**What to work on:** Report every line of the records below that contains the word "columns".

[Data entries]
◇ ◇ ◇ ◇ ◇
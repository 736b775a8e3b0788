/// Column-name and sentinel constants for the Forestree crosswalk pipeline.
/// Single source of truth for every column the pipeline reads or writes.

// ── Inventory (Forestree workbook) ──────────────────────────────────────────
pub mod inventory {
    pub const SHEET_NAME: &str = "Forestree";
    pub const GENUS: &str = "genus";
    pub const SPECIES: &str = "species";
}

// ── Crosswalk CSV ───────────────────────────────────────────────────────────
pub mod crosswalk {
    pub const GENUS: &str = "Genus";
    pub const SPECIES: &str = "Species";
    pub const ASSET_FILE: &str = "asset_file";
}

// ── Output columns ──────────────────────────────────────────────────────────
pub mod output {
    pub const FINAL_ASSET_LOW_POLY: &str = "FinalAsset_LowPoly";
    pub const FINAL_ASSET_REALISTIC: &str = "FinalAsset_Realistic";
    pub const FINAL_ASSET_SCHEMATIC: &str = "FinalAsset_Schematic";
    pub const FINAL_ASSET: &str = "FinalAsset";
    pub const MATCH_TYPE: &str = "MatchType";
}

// ── MatchType values ────────────────────────────────────────────────────────
pub mod match_type {
    pub const SPECIES_MATCH: &str = "Species match";
    pub const GENUS_FALLBACK: &str = "Genus fallback";
    pub const UNKNOWN: &str = "Unknown";
}

// ── Asset path prefixes ─────────────────────────────────────────────────────
pub mod asset_paths {
    pub const LOW_POLY: &str = "assets/Trees/LowPoly/";
    pub const REALISTIC: &str = "assets/Trees/Realistic/";
    pub const SCHEMATIC: &str = "assets/Trees/Schematic/";

    /// Sentinel base file for records that resolve to nothing.
    pub const UNKNOWN_FILE: &str = "Unknown.glb";
}
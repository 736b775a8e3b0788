use polars::prelude::*;

use crate::error::EnrichError;

/// Normalize a botanical name: trim, uppercase the first character,
/// lowercase the rest.
///
/// This is deliberately narrower than case-insensitive comparison -
/// multi-word and accented names normalize imperfectly, matching the
/// behavior the crosswalk data was built against.
pub fn normalize_name(raw: &str) -> String {
    let trimmed = raw.trim();
    let mut chars = trimmed.chars();
    match chars.next() {
        Some(first) => first
            .to_uppercase()
            .chain(chars.flat_map(|c| c.to_lowercase()))
            .collect(),
        None => String::new(),
    }
}

/// Replace a String column with its normalized values, in place.
/// Nulls become empty strings.
pub fn normalize_column(df: &mut DataFrame, name: &str) -> Result<(), EnrichError> {
    let normalized: Vec<String> = df
        .column(name)?
        .str()?
        .into_iter()
        .map(|v| v.map(normalize_name).unwrap_or_default())
        .collect();
    df.with_column(Column::new(name.into(), normalized))?;
    Ok(())
}

/// Build the composite join key per row: normalized genus immediately
/// followed by normalized species, no separator.
///
/// Both columns must already be normalized.
pub fn join_keys(
    df: &DataFrame,
    genus_col: &str,
    species_col: &str,
) -> Result<Vec<String>, EnrichError> {
    let genus = df.column(genus_col)?.str()?;
    let species = df.column(species_col)?.str()?;

    Ok(genus
        .into_iter()
        .zip(species.into_iter())
        .map(|(g, s)| format!("{}{}", g.unwrap_or(""), s.unwrap_or("")))
        .collect())
}

#[cfg(test)]
mod tests {
    use super::*;

    #[test]
    fn trims_and_capitalizes() {
        assert_eq!(normalize_name("  quercus "), "Quercus");
        assert_eq!(normalize_name("QUERCUS"), "Quercus");
        assert_eq!(normalize_name("alba"), "Alba");
    }

    #[test]
    fn empty_and_whitespace_become_empty() {
        assert_eq!(normalize_name(""), "");
        assert_eq!(normalize_name("   "), "");
    }

    #[test]
    fn only_the_first_letter_is_capitalized() {
        // Multi-word names keep later words lowercase. Inherited behavior.
        assert_eq!(normalize_name("acer pseudoplatanus"), "Acer pseudoplatanus");
    }

    #[test]
    fn normalization_is_idempotent() {
        for raw in [" quercus ", "PINUS", "Acer pseudoplatanus", ""] {
            let once = normalize_name(raw);
            assert_eq!(normalize_name(&once), once);
        }
    }

    #[test]
    fn join_keys_concatenate_without_separator() {
        let mut df = DataFrame::new(vec![
            Column::new("genus".into(), vec![" quercus ", "pinus"]),
            Column::new("species".into(), vec![Some("ALBA"), None]),
        ])
        .unwrap();

        normalize_column(&mut df, "genus").unwrap();
        normalize_column(&mut df, "species").unwrap();

        let keys = join_keys(&df, "genus", "species").unwrap();
        assert_eq!(keys, vec!["QuercusAlba".to_string(), "Pinus".to_string()]);
    }
}
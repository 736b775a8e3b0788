//! Forestree asset crosswalk enrichment.
//!
//! Resolves each forestry inventory record's genus/species pair to a 3D
//! asset file via a crosswalk table, with a two-stage fallback (exact
//! species match, then genus-only, then an `Unknown.glb` sentinel), and
//! bakes in full asset paths for the three rendering styles.

mod error;
mod loader;
mod normalize;
mod pipeline;
mod resolve;
pub mod schema;
mod style;

pub use error::EnrichError;
pub use loader::{load_crosswalk, load_inventory};
pub use pipeline::{enrich_file, enrich_frames, write_output, EnrichSummary};
pub use resolve::MatchType;
pub use style::Style;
◇ ◇ ◇ ◇ ◇
**Solution to the problem:**
// ── Output columns ──────────────────────────────────────────────────────────
/// Both columns must already be normalized.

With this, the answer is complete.